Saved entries
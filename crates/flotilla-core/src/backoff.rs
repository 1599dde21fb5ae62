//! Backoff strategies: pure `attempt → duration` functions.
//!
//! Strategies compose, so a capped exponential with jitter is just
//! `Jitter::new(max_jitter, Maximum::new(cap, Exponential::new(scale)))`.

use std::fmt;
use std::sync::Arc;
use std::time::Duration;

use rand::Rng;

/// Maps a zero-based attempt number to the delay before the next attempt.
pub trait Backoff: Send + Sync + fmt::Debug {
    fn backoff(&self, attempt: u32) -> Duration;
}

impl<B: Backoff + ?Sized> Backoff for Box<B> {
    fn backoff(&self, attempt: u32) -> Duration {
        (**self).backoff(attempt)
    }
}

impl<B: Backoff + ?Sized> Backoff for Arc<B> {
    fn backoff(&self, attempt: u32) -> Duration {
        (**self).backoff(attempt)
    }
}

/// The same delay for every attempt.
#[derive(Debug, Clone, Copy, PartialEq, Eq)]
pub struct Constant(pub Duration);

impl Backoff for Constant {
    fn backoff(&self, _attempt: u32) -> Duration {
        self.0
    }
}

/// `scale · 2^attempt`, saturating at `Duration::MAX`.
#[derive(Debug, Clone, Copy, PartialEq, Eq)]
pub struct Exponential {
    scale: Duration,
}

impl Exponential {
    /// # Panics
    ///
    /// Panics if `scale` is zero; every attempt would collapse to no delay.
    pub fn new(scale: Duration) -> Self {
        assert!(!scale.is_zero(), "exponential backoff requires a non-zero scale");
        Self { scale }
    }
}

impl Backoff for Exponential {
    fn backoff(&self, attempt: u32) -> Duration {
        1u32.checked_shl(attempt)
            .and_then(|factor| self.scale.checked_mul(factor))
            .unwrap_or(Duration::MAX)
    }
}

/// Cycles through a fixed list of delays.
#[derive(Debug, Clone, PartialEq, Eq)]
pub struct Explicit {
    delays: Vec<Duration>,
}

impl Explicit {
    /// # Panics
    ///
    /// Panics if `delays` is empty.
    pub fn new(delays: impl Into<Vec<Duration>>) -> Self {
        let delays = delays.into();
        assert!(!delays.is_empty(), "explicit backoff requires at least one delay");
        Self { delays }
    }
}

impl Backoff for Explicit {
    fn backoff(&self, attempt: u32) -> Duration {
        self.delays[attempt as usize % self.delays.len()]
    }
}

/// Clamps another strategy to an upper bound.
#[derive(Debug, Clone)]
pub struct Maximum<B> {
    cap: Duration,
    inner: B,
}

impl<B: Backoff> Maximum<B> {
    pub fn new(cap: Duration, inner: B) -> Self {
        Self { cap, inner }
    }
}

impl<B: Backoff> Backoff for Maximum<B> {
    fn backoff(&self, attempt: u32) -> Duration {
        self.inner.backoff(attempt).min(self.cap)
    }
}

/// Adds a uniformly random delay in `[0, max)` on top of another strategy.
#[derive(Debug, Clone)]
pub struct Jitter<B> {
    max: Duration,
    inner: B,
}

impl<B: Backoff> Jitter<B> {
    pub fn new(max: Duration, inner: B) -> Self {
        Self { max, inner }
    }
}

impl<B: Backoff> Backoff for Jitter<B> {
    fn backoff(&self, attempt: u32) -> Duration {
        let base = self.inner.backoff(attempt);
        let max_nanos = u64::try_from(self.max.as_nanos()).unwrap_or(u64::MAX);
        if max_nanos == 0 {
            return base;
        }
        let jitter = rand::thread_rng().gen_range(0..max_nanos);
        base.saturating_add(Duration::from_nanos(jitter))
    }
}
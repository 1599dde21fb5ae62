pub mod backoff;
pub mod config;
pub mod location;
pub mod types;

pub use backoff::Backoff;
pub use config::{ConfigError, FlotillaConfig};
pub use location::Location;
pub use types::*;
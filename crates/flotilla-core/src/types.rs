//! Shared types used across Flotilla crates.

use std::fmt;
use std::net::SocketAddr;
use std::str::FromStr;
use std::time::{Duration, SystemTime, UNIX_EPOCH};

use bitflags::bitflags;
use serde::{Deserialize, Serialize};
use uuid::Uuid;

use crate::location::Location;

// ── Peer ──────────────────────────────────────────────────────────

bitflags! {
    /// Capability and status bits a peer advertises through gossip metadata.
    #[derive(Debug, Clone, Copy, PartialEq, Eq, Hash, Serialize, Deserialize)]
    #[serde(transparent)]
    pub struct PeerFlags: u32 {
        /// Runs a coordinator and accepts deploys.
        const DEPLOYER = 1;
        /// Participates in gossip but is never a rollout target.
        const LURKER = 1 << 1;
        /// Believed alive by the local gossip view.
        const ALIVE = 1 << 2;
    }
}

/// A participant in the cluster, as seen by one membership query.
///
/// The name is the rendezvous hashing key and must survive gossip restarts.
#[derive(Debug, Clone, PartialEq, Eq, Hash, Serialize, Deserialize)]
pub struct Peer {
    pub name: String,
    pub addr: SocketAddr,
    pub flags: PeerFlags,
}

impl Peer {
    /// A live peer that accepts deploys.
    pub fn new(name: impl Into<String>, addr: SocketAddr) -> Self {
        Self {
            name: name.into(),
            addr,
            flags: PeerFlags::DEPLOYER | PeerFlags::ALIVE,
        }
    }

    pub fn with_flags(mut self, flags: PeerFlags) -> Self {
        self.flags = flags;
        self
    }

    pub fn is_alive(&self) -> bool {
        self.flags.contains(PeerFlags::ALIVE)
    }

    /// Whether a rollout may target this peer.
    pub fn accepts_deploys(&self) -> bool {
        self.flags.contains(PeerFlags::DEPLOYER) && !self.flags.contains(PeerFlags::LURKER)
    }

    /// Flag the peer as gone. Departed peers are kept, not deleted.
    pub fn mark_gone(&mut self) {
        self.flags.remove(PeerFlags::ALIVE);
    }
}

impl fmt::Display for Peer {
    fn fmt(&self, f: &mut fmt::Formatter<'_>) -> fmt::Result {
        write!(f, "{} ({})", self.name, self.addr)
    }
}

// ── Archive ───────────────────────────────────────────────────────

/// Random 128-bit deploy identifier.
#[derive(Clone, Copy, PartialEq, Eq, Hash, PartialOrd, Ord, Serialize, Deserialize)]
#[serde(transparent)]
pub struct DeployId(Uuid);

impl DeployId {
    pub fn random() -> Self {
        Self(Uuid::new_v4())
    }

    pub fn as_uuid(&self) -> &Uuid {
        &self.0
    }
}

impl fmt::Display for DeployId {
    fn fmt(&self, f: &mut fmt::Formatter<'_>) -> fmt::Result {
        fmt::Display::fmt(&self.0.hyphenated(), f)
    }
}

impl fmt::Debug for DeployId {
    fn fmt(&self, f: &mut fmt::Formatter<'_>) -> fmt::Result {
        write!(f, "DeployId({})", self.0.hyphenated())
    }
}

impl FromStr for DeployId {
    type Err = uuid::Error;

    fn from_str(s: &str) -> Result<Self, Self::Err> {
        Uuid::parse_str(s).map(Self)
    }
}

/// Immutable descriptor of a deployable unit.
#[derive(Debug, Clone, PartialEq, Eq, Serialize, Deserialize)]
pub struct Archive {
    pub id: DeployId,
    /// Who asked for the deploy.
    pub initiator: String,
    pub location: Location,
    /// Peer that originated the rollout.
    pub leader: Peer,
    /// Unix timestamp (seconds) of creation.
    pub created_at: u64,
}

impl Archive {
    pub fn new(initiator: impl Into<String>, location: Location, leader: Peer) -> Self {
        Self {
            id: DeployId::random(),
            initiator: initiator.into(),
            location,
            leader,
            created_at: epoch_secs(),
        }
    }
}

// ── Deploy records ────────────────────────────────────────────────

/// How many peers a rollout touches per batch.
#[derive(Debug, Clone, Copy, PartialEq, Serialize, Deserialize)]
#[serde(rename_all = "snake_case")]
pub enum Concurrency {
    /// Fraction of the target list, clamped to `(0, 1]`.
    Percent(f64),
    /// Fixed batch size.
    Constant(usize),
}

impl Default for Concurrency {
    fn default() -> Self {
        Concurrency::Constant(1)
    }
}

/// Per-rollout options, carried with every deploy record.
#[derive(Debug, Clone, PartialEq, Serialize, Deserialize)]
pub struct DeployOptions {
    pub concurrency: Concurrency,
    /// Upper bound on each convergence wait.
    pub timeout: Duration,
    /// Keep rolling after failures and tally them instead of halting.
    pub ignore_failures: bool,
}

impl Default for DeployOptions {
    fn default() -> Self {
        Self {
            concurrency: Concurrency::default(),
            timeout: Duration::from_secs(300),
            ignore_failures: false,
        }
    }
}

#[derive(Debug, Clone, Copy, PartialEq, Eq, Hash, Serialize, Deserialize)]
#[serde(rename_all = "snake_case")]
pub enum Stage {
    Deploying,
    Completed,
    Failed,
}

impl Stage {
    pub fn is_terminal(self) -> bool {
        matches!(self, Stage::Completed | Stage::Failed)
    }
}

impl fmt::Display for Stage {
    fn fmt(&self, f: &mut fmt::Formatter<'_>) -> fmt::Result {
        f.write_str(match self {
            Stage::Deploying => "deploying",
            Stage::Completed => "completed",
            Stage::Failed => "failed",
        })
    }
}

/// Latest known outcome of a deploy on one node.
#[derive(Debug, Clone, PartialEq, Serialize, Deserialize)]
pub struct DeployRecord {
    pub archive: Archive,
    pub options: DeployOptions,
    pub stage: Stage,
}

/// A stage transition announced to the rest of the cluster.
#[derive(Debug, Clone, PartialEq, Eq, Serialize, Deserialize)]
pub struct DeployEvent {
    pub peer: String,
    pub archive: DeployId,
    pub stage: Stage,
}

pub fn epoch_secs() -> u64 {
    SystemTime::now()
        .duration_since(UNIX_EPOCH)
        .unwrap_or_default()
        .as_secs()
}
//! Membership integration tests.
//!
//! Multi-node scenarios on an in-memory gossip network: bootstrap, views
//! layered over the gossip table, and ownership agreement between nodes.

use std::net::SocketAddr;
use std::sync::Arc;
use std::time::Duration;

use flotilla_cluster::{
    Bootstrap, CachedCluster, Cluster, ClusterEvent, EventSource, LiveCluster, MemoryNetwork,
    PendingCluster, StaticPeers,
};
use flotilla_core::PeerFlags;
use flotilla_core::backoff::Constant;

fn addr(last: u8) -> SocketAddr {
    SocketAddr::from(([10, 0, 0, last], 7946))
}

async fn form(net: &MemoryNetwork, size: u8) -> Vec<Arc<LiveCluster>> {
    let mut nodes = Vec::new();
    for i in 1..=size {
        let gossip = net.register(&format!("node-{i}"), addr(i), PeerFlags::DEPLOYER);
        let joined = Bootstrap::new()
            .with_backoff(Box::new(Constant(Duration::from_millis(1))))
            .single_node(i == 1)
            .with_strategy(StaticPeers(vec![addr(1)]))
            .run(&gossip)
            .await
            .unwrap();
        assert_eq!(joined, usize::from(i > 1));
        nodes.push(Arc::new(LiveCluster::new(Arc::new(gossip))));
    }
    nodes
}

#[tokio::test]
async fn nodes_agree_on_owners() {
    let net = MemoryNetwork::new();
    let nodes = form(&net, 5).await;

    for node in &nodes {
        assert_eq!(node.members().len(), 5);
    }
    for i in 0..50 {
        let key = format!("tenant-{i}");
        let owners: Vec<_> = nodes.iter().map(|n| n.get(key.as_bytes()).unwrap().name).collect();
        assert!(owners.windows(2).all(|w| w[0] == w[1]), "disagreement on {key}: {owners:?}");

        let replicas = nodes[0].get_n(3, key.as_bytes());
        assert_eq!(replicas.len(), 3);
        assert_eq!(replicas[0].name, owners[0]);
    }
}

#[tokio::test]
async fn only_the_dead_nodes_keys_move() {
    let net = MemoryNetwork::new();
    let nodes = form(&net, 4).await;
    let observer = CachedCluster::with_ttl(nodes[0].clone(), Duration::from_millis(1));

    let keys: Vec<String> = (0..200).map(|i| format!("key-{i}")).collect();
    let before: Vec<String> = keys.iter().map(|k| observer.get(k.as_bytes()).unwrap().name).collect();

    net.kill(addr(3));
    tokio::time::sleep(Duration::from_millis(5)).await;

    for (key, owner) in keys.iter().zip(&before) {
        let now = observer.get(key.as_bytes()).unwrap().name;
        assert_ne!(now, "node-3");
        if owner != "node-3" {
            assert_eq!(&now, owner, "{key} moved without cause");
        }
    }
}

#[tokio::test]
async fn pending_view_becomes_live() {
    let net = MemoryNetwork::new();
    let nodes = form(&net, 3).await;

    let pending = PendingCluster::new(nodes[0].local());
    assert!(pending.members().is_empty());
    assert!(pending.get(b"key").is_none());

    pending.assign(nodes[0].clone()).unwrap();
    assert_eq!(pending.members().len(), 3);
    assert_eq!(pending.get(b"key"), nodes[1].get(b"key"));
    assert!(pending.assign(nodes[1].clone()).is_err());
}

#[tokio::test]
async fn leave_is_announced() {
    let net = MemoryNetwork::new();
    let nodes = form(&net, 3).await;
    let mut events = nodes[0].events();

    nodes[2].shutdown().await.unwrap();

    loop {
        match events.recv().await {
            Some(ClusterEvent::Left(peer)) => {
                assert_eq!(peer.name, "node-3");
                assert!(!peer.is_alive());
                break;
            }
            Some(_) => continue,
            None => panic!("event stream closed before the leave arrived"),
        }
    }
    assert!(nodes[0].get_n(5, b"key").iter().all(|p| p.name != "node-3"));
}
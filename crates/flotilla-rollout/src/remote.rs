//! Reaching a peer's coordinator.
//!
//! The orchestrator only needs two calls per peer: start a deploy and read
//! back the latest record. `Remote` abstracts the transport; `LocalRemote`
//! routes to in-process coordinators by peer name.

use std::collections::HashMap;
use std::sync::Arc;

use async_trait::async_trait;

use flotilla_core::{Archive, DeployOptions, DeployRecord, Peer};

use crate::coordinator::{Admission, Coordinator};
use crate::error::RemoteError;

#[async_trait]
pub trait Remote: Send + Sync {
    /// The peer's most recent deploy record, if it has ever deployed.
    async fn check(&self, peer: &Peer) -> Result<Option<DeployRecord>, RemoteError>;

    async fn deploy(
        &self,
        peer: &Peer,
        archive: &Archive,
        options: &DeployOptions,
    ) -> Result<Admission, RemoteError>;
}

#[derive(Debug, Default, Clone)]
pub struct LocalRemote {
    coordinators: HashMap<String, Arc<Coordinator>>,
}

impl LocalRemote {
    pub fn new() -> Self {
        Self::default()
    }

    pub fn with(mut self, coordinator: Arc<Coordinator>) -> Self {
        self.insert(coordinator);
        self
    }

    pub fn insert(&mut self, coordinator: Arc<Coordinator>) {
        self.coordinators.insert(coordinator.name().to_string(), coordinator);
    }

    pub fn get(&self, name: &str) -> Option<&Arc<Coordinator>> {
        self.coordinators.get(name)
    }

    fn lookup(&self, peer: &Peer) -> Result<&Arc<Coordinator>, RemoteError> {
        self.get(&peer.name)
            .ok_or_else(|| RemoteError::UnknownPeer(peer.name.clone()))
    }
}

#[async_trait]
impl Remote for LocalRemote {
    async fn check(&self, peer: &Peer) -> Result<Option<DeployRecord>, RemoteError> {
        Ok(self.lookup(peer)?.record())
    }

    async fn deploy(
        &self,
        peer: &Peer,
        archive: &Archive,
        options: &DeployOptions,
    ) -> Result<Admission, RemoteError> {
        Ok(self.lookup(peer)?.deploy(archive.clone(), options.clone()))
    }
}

§ **Your task**
Both end lines included, restate word for word the lines above from the line with "impl FromStr for" to the line with "each convergence wait.", and nothing else.

§ **Exercise solution**
impl FromStr for DeployId {
    type Err = uuid::Error;

    fn from_str(s: &str) -> Result<Self, Self::Err> {
        Uuid::parse_str(s).map(Self)
    }
}

/// Immutable descriptor of a deployable unit.
#[derive(Debug, Clone, PartialEq, Eq, Serialize, Deserialize)]
pub struct Archive {
    pub id: DeployId,
    /// Who asked for the deploy.
    pub initiator: String,
    pub location: Location,
    /// Peer that originated the rollout.
    pub leader: Peer,
    /// Unix timestamp (seconds) of creation.
    pub created_at: u64,
}

impl Archive {
    pub fn new(initiator: impl Into<String>, location: Location, leader: Peer) -> Self {
        Self {
            id: DeployId::random(),
            initiator: initiator.into(),
            location,
            leader,
            created_at: epoch_secs(),
        }
    }
}

// ── Deploy records ────────────────────────────────────────────────

/// How many peers a rollout touches per batch.
#[derive(Debug, Clone, Copy, PartialEq, Serialize, Deserialize)]
#[serde(rename_all = "snake_case")]
pub enum Concurrency {
    /// Fraction of the target list, clamped to `(0, 1]`.
    Percent(f64),
    /// Fixed batch size.
    Constant(usize),
}

impl Default for Concurrency {
    fn default() -> Self {
        Concurrency::Constant(1)
    }
}

/// Per-rollout options, carried with every deploy record.
#[derive(Debug, Clone, PartialEq, Serialize, Deserialize)]
pub struct DeployOptions {
    pub concurrency: Concurrency,
    /// Upper bound on each convergence wait.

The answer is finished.